In preparing for a major sea battle, make sure of the following:
  1. Have your major surface combatants destroyed or seriously damaged and unavailable for use.
  2. Make sure the enemy has 4 aircraft carriers and some big battleships headed for you.
  3. Make sure you are outnumbered in aircraft carriers by 4 to 3.
  4. Have 1 of your 3 aircraft carriers severely damaged and limp into port unable to support flight operations.
  5. Have only a vague idea where the enemy fleet might be.
  6. Arrange to have your most aggressive, experienced aviator admiral come down with some sort of skin infection that puts him in a hospital bed, unavailable for duty.
  7. Replace him with a non-aviator admiral just in time for what you know has to be a battle largely fought by carrier aircraft. See #1.

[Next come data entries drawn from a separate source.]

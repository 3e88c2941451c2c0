use anyhow::{anyhow, Context, Result};
use rrlog::decl::TypeDecl;
use rrlog::value::Value;
use rrlog::writer::LogWriter;
use serde_json::Value as JsonValue;
use std::collections::BTreeMap;
use std::convert::TryFrom;
use std::fs::File;
use std::io::{BufRead, BufReader};
use std::path::PathBuf;
use structopt::StructOpt;

#[derive(Debug, StructOpt)]
#[structopt(
  name = "rrlog",
  about = "Converts a JSON-lines capture into a binary log stream"
)]
struct Opt {
  /// Path to a YAML file declaring channel schemas
  #[structopt(short, long)]
  schema: Option<PathBuf>,

  /// Output file
  #[structopt(short)]
  out_file: Option<PathBuf>,

  /// Path to the capture; one JSON object per line, mapping channel names
  /// to values
  file: PathBuf,
}

impl Opt {
  fn output_file_path(&self) -> PathBuf {
    if let Some(path) = &self.out_file {
      path.clone()
    } else {
      let mut input_file = self.file.clone();
      input_file.set_extension("rr");
      input_file
    }
  }
}

fn run(opt: &Opt) -> Result<()> {
  let writer = LogWriter::create(opt.output_file_path())
    .with_context(|| "couldn't open output log")?;

  // Channels declared up front get their declared schemas; anything else
  // goes through the dynamic path below.
  if let Some(path) = &opt.schema {
    let schema_file =
      File::open(path).with_context(|| format!("couldn't open {}", path.display()))?;
    let decls: BTreeMap<String, TypeDecl> =
      serde_yaml::from_reader(schema_file).with_context(|| "failed to parse schema")?;
    for (name, decl) in &decls {
      let schema = decl
        .build()
        .with_context(|| format!("bad declaration for channel '{}'", name))?;
      writer.add_channel(name, schema)?;
    }
  }

  let data_file = File::open(&opt.file)
    .with_context(|| format!("couldn't open {}", opt.file.display()))?;
  for (lineno, line) in BufReader::new(data_file).lines().enumerate() {
    let line = line?;
    if line.trim().is_empty() {
      continue;
    }
    let json = serde_json::from_str::<JsonValue>(&line)
      .with_context(|| format!("line {}: invalid json", lineno + 1))?;
    let entries = json
      .as_object()
      .ok_or_else(|| anyhow!("line {}: expected an object", lineno + 1))?;

    for (channel, json_value) in entries {
      let value = Value::try_from(json_value)
        .with_context(|| format!("line {}: channel '{}'", lineno + 1, channel))?;
      writer
        .write_named(channel, &value)
        .with_context(|| format!("line {}: channel '{}'", lineno + 1, channel))?;
    }
  }

  writer.close()?;
  Ok(())
}

fn main() -> Result<()> {
  tracing_subscriber::fmt()
    .with_env_filter(tracing_subscriber::EnvFilter::from_default_env())
    .init();

  let opt = Opt::from_args();
  run(&opt)
}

  8. Have him hatch a scheme that hides the fleet way off to the north of where you think the enemy are headed. Just in case they aren't because your fleet is all that stands as a defensive barrier between Hawaii and the U.S. mainland.
  9. Make sure the whole battle will turn on which fleet spots the other fleet first.
  10. Do hasty repairs on that banged up carrier and send her, after 24 hours out to sea with civilian workers to try and do more repairs underway.
  11. Don't have enough patrol aircraft out looking for the enemy fleet so that your coverage of possible avenues of approach is spotty.
  12. Make sure your torpedo attack planes are slow and carry torpedoes that can only o be dropped after a long, slow low level flight toward enemy ships.
  13. When you spot the enemy fleet, make sure it is at the maximum range of your aircraft.
  14. Make sure your tactics include the arrival of the low slow torpedo bombers and the dive bombers and fighters all at the same time, otherwise the torpedo bombers will be "sitting ducks."
  15. Make sure that the tactic described in #12 does not work out at all. Lose nearly all your torpedo planes early in the engagement.
  16. Arrange for an enemy sub to end up in the middle of your formation where it will eventually sink one of your carriers.
  17. Have ground based aircraft from Midway Island find the enemy fleet and carry the fight to him as well as they can.
  18. Have this fight cause the enemy fleet to be in the act of rearming reserve aircraft when your main air attack starts and fouling the deck with ordnance.
  19. Have the enemy distracted by the low and slow torpedo bombers while your dive bombers arrive to do their work.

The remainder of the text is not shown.